SqlPro is a simple editor for six popular databases (Access, SQL Server, Oracle, PostgreSQL, MySQL, and SqlLite). It uses a three-pane interface to let you navigate data. To the left, a treeview tracks all the databases you have connected to and their data-bearing objects (passwords are stored in an encrypted configuration file). Above there's a pane for typing SQL; below is a grid for showing results. You can execute a single statement or a script of multiple statements and see what happens in the grid, and the associated log tab tracks messages back from the database. The grid only shows the most recently returned result set; older result sets are simply overwritten.
Amenities here include color-coding of the SQL (though it's a bit nonstandard and somewhat garish), drag-and-drop of objects into the SQL pane to save you from typing their name, retrieval of SQL for things like stored procedures and triggers from the underlying database, and one-click creation of SELECT and INSERT statements. You can save SQL files and print result sets.

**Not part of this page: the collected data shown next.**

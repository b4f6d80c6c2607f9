//! Conversation engine: walks an agent graph one exchange at a time.
//!
//! Each call to [`ConversationEngine::process_turn`] takes one user utterance,
//! asks the agent model for a reply using the current node's resolved
//! instructions, records any tool calls, and then follows the first
//! transition whose condition holds. A transition into a node that does not
//! exist is a fatal error for the conversation.

use std::collections::HashMap;

use serde_json::Value;
use tracing::debug;

use crate::domain::errors::{DomainError, DomainResult};
use crate::domain::models::{
    Condition, Graph, Message, Node, RunOptions, ToolCallRecord, ToolMock, END_CALL_TOOL,
};
use crate::domain::ports::{AgentReply, AgentRequest, ConditionRequest};
use crate::services::equation;
use crate::services::model_gateway::ModelGateway;

/// What happened during one exchange.
#[derive(Debug, Clone, PartialEq)]
pub struct TurnOutcome {
    /// The agent's reply, including any tool calls it made.
    pub reply: AgentReply,
    /// Node moved to, if a transition fired.
    pub transitioned_to: Option<String>,
    /// The agent invoked the end-call tool.
    pub ended: bool,
}

/// Per-conversation traversal state. Holds no state shared across conversations.
#[derive(Debug, Clone)]
pub struct ConversationEngine<'g> {
    graph: &'g Graph,
    variables: HashMap<String, Value>,
    tool_mocks: HashMap<String, String>,
    current_node_id: String,
    transcript: Vec<Message>,
    nodes_visited: Vec<String>,
    tools_called: Vec<ToolCallRecord>,
    ended: bool,
}

impl<'g> ConversationEngine<'g> {
    /// Engine positioned at the graph's entry node. `variables` feed instruction
    /// templates and equation conditions for the whole conversation.
    pub fn new(graph: &'g Graph, variables: HashMap<String, Value>) -> Self {
        Self {
            graph,
            variables,
            tool_mocks: HashMap::new(),
            current_node_id: graph.entry_node_id.clone(),
            transcript: Vec::new(),
            nodes_visited: vec![graph.entry_node_id.clone()],
            tools_called: Vec::new(),
            ended: false,
        }
    }

    /// Answer tool calls with these canned responses. Calls to tools without a
    /// mock are recorded but get no system message.
    pub fn with_tool_mocks(mut self, mocks: &[ToolMock]) -> Self {
        self.tool_mocks = mocks
            .iter()
            .map(|m| (m.tool_name.clone(), m.response.clone()))
            .collect();
        self
    }

    /// Start over from the entry node with an empty transcript.
    pub fn reset(&mut self) {
        self.current_node_id.clone_from(&self.graph.entry_node_id);
        self.transcript.clear();
        self.nodes_visited = vec![self.graph.entry_node_id.clone()];
        self.tools_called.clear();
        self.ended = false;
    }

    /// Node the conversation is in.
    pub fn current_node_id(&self) -> &str {
        &self.current_node_id
    }

    /// Conversation so far.
    pub fn transcript(&self) -> &[Message] {
        &self.transcript
    }

    /// Nodes entered, in order, starting with the entry node.
    pub fn nodes_visited(&self) -> &[String] {
        &self.nodes_visited
    }

    /// Every tool call the agent has made.
    pub fn tools_called(&self) -> &[ToolCallRecord] {
        &self.tools_called
    }

    /// True once the agent has invoked the end-call tool.
    pub fn has_ended(&self) -> bool {
        self.ended
    }

    /// Dynamic variables of the conversation.
    pub fn variables(&self) -> &HashMap<String, Value> {
        &self.variables
    }

    fn current_node(&self) -> DomainResult<&'g Node> {
        self.graph
            .node(&self.current_node_id)
            .ok_or_else(|| DomainError::MissingNode(self.current_node_id.clone()))
    }

    /// Run one exchange: record `utterance`, get the agent's reply, then
    /// evaluate the current node's transitions.
    pub async fn process_turn(
        &mut self,
        utterance: &str,
        gateway: &ModelGateway<'_>,
        options: &RunOptions,
    ) -> DomainResult<TurnOutcome> {
        let node = self.current_node()?;
        self.transcript
            .push(Message::user(utterance).with_node(&node.id));

        let node_instructions = self.graph.resolve_instructions(&node.id, &self.variables)?;
        let request = AgentRequest {
            model: options.agent_model.clone(),
            general_instructions: self.graph.resolve_general_prompt(&self.variables),
            node_id: node.id.clone(),
            node_instructions: node_instructions.clone(),
            tools: node.tools.clone(),
            transcript: self.transcript.clone(),
        };
        let reply = gateway.agent_reply(&request).await?;

        if !reply.content.is_empty() {
            self.transcript
                .push(Message::assistant(&reply.content).with_node(&node.id));
        }
        self.record_tool_calls(node, &reply);

        if self.ended {
            debug!(node_id = %node.id, "agent ended the call");
            return Ok(TurnOutcome {
                reply,
                transitioned_to: None,
                ended: true,
            });
        }

        let transitioned_to = self
            .follow_transitions(node, &node_instructions, &reply, gateway, options)
            .await?;

        Ok(TurnOutcome {
            reply,
            transitioned_to,
            ended: false,
        })
    }

    fn record_tool_calls(&mut self, node: &Node, reply: &AgentReply) {
        for call in &reply.tool_calls {
            self.tools_called.push(ToolCallRecord {
                name: call.name.clone(),
                arguments: call.arguments.clone(),
                node_id: Some(node.id.clone()),
            });

            if let Some(response) = self.tool_mocks.get(&call.name) {
                self.transcript.push(
                    Message::system(response.clone())
                        .with_node(&node.id)
                        .with_tool(&call.name),
                );
            }

            let declared_end_call = node
                .tools
                .iter()
                .any(|tool| tool.name == call.name && tool.is_end_call());
            if call.name == END_CALL_TOOL || declared_end_call {
                self.ended = true;
            }
        }
    }

    async fn follow_transitions(
        &mut self,
        node: &Node,
        node_instructions: &str,
        reply: &AgentReply,
        gateway: &ModelGateway<'_>,
        options: &RunOptions,
    ) -> DomainResult<Option<String>> {
        for transition in &node.transitions {
            let holds = match &transition.condition {
                Condition::Always => true,
                Condition::Equation { expression } => {
                    equation::evaluate(expression, &self.variables)?
                }
                Condition::ToolCall { tool_name } => reply.invoked(tool_name),
                Condition::LlmPrompt { prompt } => {
                    let request = ConditionRequest {
                        model: options.judge_model.clone(),
                        condition: prompt.clone(),
                        node_instructions: node_instructions.to_string(),
                        transcript: self.transcript.clone(),
                    };
                    gateway.condition_holds(&request).await?
                }
            };

            if !holds {
                continue;
            }

            let target = &transition.target_node_id;
            if !self.graph.contains(target) {
                return Err(DomainError::MissingNode(target.clone()));
            }
            debug!(
                from = %node.id,
                to = %target,
                condition = transition.condition.as_str(),
                "transition selected"
            );
            self.current_node_id.clone_from(target);
            self.nodes_visited.push(target.clone());
            return Ok(Some(target.clone()));
        }
        Ok(None)
    }
}

#[cfg(test)]
mod tests {
    use super::*;
    use crate::adapters::llm::ScriptedBackend;
    use crate::domain::models::{ToolDefinition, Transition};
    use crate::services::model_gateway::ModelSet;
    use crate::services::retry_policy::RetryPolicy;
    use serde_json::json;
    use std::sync::Arc;

    fn options() -> RunOptions {
        RunOptions {
            agent_model: "agent".into(),
            simulator_model: "sim".into(),
            judge_model: "judge".into(),
            max_turns: 10,
            timeout_secs: 30,
        }
    }

    fn routing_graph() -> Graph {
        Graph::new("greet")
            .with_general_prompt("You work for {%company%}.")
            .with_snippet("company", "Acme {{not_a_var}}")
            .with_node(
                Node::new("greet", "Greet {{caller}}.")
                    .with_transition(Transition::new(
                        "billing",
                        Condition::equation("topic == billing"),
                    ))
                    .with_transition(Transition::new(
                        "support",
                        Condition::llm_prompt("caller needs technical help"),
                    )),
            )
            .with_node(
                Node::new("billing", "Handle billing.")
                    .with_tool(ToolDefinition::end_call())
                    .with_tool(ToolDefinition::new("lookup_invoice", "Find an invoice")),
            )
            .with_node(Node::new("support", "Handle support."))
    }

    #[tokio::test]
    async fn test_equation_transition_and_substitution() {
        let backend = Arc::new(ScriptedBackend::new().with_agent_replies(["Hello Ada"]));
        let models = ModelSet::from_backend(backend.clone());
        let retry = RetryPolicy::no_retry();
        let gateway = ModelGateway::new(&models, &retry, None);
        let graph = routing_graph();
        let vars = HashMap::from([
            ("caller".to_string(), json!("Ada")),
            ("topic".to_string(), json!("billing")),
        ]);
        let mut engine = ConversationEngine::new(&graph, vars);

        let outcome = engine.process_turn("hi", &gateway, &options()).await.unwrap();

        assert_eq!(outcome.transitioned_to.as_deref(), Some("billing"));
        assert_eq!(engine.current_node_id(), "billing");
        assert_eq!(engine.nodes_visited(), ["greet", "billing"]);

        let request = &backend.agent_requests()[0];
        assert_eq!(request.node_instructions, "Greet Ada.");
        // unknown variables inside snippet text stay verbatim
        assert_eq!(
            request.general_instructions.as_deref(),
            Some("You work for Acme {{not_a_var}}.")
        );
        assert_eq!(engine.transcript().len(), 2);
        assert_eq!(engine.transcript()[1].node_id(), Some("greet"));
    }

    #[tokio::test]
    async fn test_llm_condition_consulted_in_order() {
        let backend = Arc::new(ScriptedBackend::new());
        backend.push_condition(true);
        let models = ModelSet::from_backend(backend);
        let retry = RetryPolicy::no_retry();
        let gateway = ModelGateway::new(&models, &retry, None);
        let graph = routing_graph();
        let mut engine = ConversationEngine::new(&graph, HashMap::new());

        let outcome = engine
            .process_turn("my router is broken", &gateway, &options())
            .await
            .unwrap();
        assert_eq!(outcome.transitioned_to.as_deref(), Some("support"));
    }

    #[tokio::test]
    async fn test_tool_mock_and_end_call() {
        let backend = Arc::new(ScriptedBackend::new());
        backend.push_agent_reply(
            AgentReply::text("Let me check.").with_tool_call("lookup_invoice", json!({"id": 7})),
        );
        backend.push_agent_reply(AgentReply::text("Goodbye.").with_tool_call(END_CALL_TOOL, json!({})));
        let models = ModelSet::from_backend(backend);
        let retry = RetryPolicy::no_retry();
        let gateway = ModelGateway::new(&models, &retry, None);
        let mut graph = routing_graph();
        graph.entry_node_id = "billing".into();
        let mocks = [ToolMock {
            tool_name: "lookup_invoice".into(),
            response: "{\"amount\": 42}".into(),
        }];
        let mut engine = ConversationEngine::new(&graph, HashMap::new()).with_tool_mocks(&mocks);

        let first = engine.process_turn("invoice?", &gateway, &options()).await.unwrap();
        assert!(!first.ended);
        let mock_message = &engine.transcript()[2];
        assert_eq!(mock_message.content, "{\"amount\": 42}");

        let second = engine.process_turn("thanks", &gateway, &options()).await.unwrap();
        assert!(second.ended);
        assert!(engine.has_ended());
        let names: Vec<_> = engine.tools_called().iter().map(|t| t.name.as_str()).collect();
        assert_eq!(names, ["lookup_invoice", END_CALL_TOOL]);
    }

    #[tokio::test]
    async fn test_missing_target_is_fatal() {
        let backend = Arc::new(ScriptedBackend::new());
        let models = ModelSet::from_backend(backend);
        let retry = RetryPolicy::no_retry();
        let gateway = ModelGateway::new(&models, &retry, None);
        let graph = Graph::new("start")
            .with_node(Node::new("start", "Hi").with_transition(Transition::always("ghost")));
        let mut engine = ConversationEngine::new(&graph, HashMap::new());

        let err = engine.process_turn("hello", &gateway, &options()).await.unwrap_err();
        assert!(matches!(err, DomainError::MissingNode(ref id) if id == "ghost"));
        assert_eq!(engine.current_node_id(), "start");
    }

    #[tokio::test]
    async fn test_reset_restarts_from_entry() {
        let backend = Arc::new(ScriptedBackend::new());
        let models = ModelSet::from_backend(backend);
        let retry = RetryPolicy::no_retry();
        let gateway = ModelGateway::new(&models, &retry, None);
        let graph = Graph::new("a")
            .with_node(Node::new("a", "A").with_transition(Transition::always("b")))
            .with_node(Node::new("b", "B"));
        let mut engine = ConversationEngine::new(&graph, HashMap::new());

        engine.process_turn("x", &gateway, &options()).await.unwrap();
        assert_eq!(engine.current_node_id(), "b");
        engine.reset();
        assert_eq!(engine.current_node_id(), "a");
        assert!(engine.transcript().is_empty());
        assert_eq!(engine.nodes_visited(), ["a"]);
    }
}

While the functionality here is pretty basic, I see a clear niche for this software: it's a handy tool for cross-database use packed into a small space with all of the necessary drivers, and thus ideal for the USB keys that so many of us are carting around these days. The trial version comes in at a mere 1,012K and the full registered setup is only 6,218K (the difference is that the full version bundles the Oracle drivers that it needs; both versions include the drivers for Access, SQL Server, MySQL, and SqlLite). At that size, it's smaller than trying to carry around various command-line tools that could run SQL against the different database types, if you could even find them.
SQLPro SQL editor supports the most important database features, including views, indexes, stored procedures, triggers and functions.